A possible solution to the problem of making one-pot synthesis “sequential” may be to devise modular assembly processes based upon a hierarchy of intermolecular interactions. The hydrogen bond lends itself readily to electrostatic or geometric fine tuning, and there have consequently been numerous reports on the construction of specific motifs and architectures through selective hydrogen bond interactions.²

Recent work on isonicotinamide has demonstrated that it is a reliable supramolecular reagent (SR) which, in combination with carboxylic acids,³ produces co-crystals in a high supramolecular yield.⁴ In binary 1 ∶ 1 isonicotinamide/carboxylic acid co-crystals, the primary intermolecular interaction is typically the O–H⋯N hydrogen bond between the acid and the N-heterocyclic nitrogen atom (Fig. 1).

Fig. 1

The physical basis for this behavior can be ascribed to the tendency of the system to maximise electrostatic interactions. The pyridyl nitrogen atom and the –OH moiety provide the best hydrogen bond acceptor and donor,^2,5 respectively, and these moieties display a strong preference for each other. To place this hierarchical view of competitive molecular recognition events on a firmer footing, it is necessary to establish whether intermolecular interactions can be manipulated by altering the balance between the two binding sites on a ditopic SR. Unfortunately, isonicotinamide does not offer a good test bed for such studies because it is not possible to modify one binding site without affecting the other, as both are connected to the same conjugated system. Consequently, we synthesized a new SR that would allow an examination of the competition between two uncoupled binding sites.

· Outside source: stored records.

//! Revision numbering for artifact metadata.
//!
//! Revisions are "MAJOR.MINOR" strings tracked in side-car metadata,
//! independent of commit hashes. A major bump resets the minor counter;
//! an explicit major value overrides the automatic increment.

use std::fmt;
use std::str::FromStr;

use crate::error::{Error, Result};

/// A MAJOR.MINOR revision.
#[derive(Debug, Clone, Copy, PartialEq, Eq, PartialOrd, Ord, Hash)]
pub struct Revision {
    pub major: u32,
    pub minor: u32,
}

impl Revision {
    pub const ZERO: Revision = Revision { major: 0, minor: 0 };

    pub fn new(major: u32, minor: u32) -> Self {
        Self { major, minor }
    }

    /// Parse leniently: anything that is not "MAJOR.MINOR" yields `None`.
    pub fn parse(raw: &str) -> Option<Revision> {
        let (major, minor) = raw.trim().split_once('.')?;
        Some(Revision {
            major: major.parse().ok()?,
            minor: minor.parse().ok()?,
        })
    }
}

impl fmt::Display for Revision {
    fn fmt(&self, f: &mut fmt::Formatter<'_>) -> fmt::Result {
        write!(f, "{}.{}", self.major, self.minor)
    }
}

impl FromStr for Revision {
    type Err = Error;

    fn from_str(s: &str) -> Result<Self> {
        Revision::parse(s)
            .ok_or_else(|| Error::InvalidArgument(format!("Invalid revision '{s}'. Expected MAJOR.MINOR")))
    }
}

/// Kind of revision bump requested at check-in
#[derive(Debug, Clone, Copy, PartialEq, Eq)]
pub enum RevisionKind {
    Major,
    Minor,
}

impl RevisionKind {
    /// "major" selects a major bump; anything else is a minor bump.
    pub fn from_request(raw: &str) -> RevisionKind {
        if raw.trim().eq_ignore_ascii_case("major") {
            RevisionKind::Major
        } else {
            RevisionKind::Minor
        }
    }
}

impl fmt::Display for RevisionKind {
    fn fmt(&self, f: &mut fmt::Formatter<'_>) -> fmt::Result {
        match self {
            RevisionKind::Major => write!(f, "major"),
            RevisionKind::Minor => write!(f, "minor"),
        }
    }
}

/// Compute the next revision.
///
/// `current` is parsed as "MAJOR.MINOR" and falls back to 0.0 when absent
/// or unparseable. A major bump resets MINOR to 0 and takes `explicit_major`
/// when it is numeric, otherwise MAJOR+1. A minor bump leaves MAJOR alone.
pub fn increment(current: Option<&str>, kind: RevisionKind, explicit_major: Option<&str>) -> Revision {
    let current = current.and_then(Revision::parse).unwrap_or(Revision::ZERO);

    match kind {
        RevisionKind::Major => {
            let major = explicit_major
                .and_then(|raw| raw.trim().parse::<u32>().ok())
                .unwrap_or(current.major + 1);
            Revision::new(major, 0)
        }
        RevisionKind::Minor => Revision::new(current.major, current.minor + 1),
    }
}

#[cfg(test)]
mod tests {
    use super::*;

    #[test]
    fn parse_and_display() {
        assert_eq!(Revision::parse("3.14"), Some(Revision::new(3, 14)));
        assert_eq!(Revision::new(5, 0).to_string(), "5.0");
        assert_eq!(Revision::parse("garbage"), None);
        assert_eq!(Revision::parse("1.2.3"), None);
        assert_eq!(Revision::parse(""), None);
    }

    #[test]
    fn minor_increments_minor_only() {
        let rev = increment(Some("5.0"), RevisionKind::Minor, None);
        assert_eq!(rev.to_string(), "5.1");
    }

    #[test]
    fn major_resets_minor() {
        let rev = increment(Some("5.1"), RevisionKind::Major, None);
        assert_eq!(rev.to_string(), "6.0");
    }

    #[test]
    fn explicit_major_wins_when_numeric() {
        let rev = increment(Some("0.0"), RevisionKind::Major, Some("5"));
        assert_eq!(rev.to_string(), "5.0");

        let rev = increment(Some("3.7"), RevisionKind::Major, Some("not a number"));
        assert_eq!(rev.to_string(), "4.0");
    }

    #[test]
    fn absent_or_unparseable_starts_at_zero() {
        assert_eq!(increment(None, RevisionKind::Minor, None).to_string(), "0.1");
        assert_eq!(
            increment(Some("corrupt"), RevisionKind::Minor, None).to_string(),
            "0.1"
        );
    }

    #[test]
    fn major_then_minor_lands_on_dot_one() {
        let bumped = increment(Some("2.9"), RevisionKind::Major, None);
        let next = increment(Some(&bumped.to_string()), RevisionKind::Minor, None);
        assert_eq!(next, Revision::new(bumped.major, 1));
    }

    #[test]
    fn kind_from_request() {
        assert_eq!(RevisionKind::from_request("major"), RevisionKind::Major);
        assert_eq!(RevisionKind::from_request("MAJOR"), RevisionKind::Major);
        assert_eq!(RevisionKind::from_request("minor"), RevisionKind::Minor);
        assert_eq!(RevisionKind::from_request("anything"), RevisionKind::Minor);
    }
}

The key to understanding and predicting the supramolecular behavior of this family of SRs is the relative hydrogen bonding ability (based on basicity and molecular electrostatic surface potential) of the N-heterocycle. If the pyridyl site is replaced with a more basic moiety such as benzimidazole (while retaining the amide as the second binding site), an incoming carboxylic acid will again bind to the N-heterocycle rather than to the amide.⁶ On the other hand, if the basicity of the nitrogen atom is lowered sufficiently, the resulting O–H⋯N hydrogen bond should at some point become so weak that the carboxylic acid abandons the N-heterocycle in favor of an acid⋯amide dimeric interaction.⁷

To test this hypothesis, we synthesized a new ditopic SR, 4-[(pyrazol-1-yl)methyl]-benzamide, and allowed it to react with a series of carboxylic acids.⁸ The calculated molecular electrostatic potential surfaces⁹ of three relevant ditopic SRs (1: isonictotinamide, 2: 4-[(benzimidazol-1-yl)methyl]-benzamide and 3: 4-[(pyrazol-1-yl)methyl]-benzamide) and their pK_a values¹⁰ are shown in Fig. 2.

Fig. 2

The two binding sites on 4-[(pyrazol-1-yl)methyl]-benzamide are separated by a methylene bridge, which allows for their independent tuning by the use of electron donating/withdrawing groups. The increased flexibility of the molecule also enhances solubility, which typically facilitates the solution-based synthesis of co-crystals.

The crystal structure determination of 1 shows that a binary 2 ∶ 1 co-crystal has been prepared, as intended.¹¹ Two symmetry related acid⋯amide hydrogen bonds (N⋯O 2.515(2) Å and O⋯O 2.932(3) Å) drive the assembly of this co-crystal and create the primary trimeric supermolecule (Fig. 3). Adjacent trimers are organized through long N–H⋯O contacts (ca. 3.26 Å) between the anti proton of the amide and an –OH moiety on a neighboring supermolecule.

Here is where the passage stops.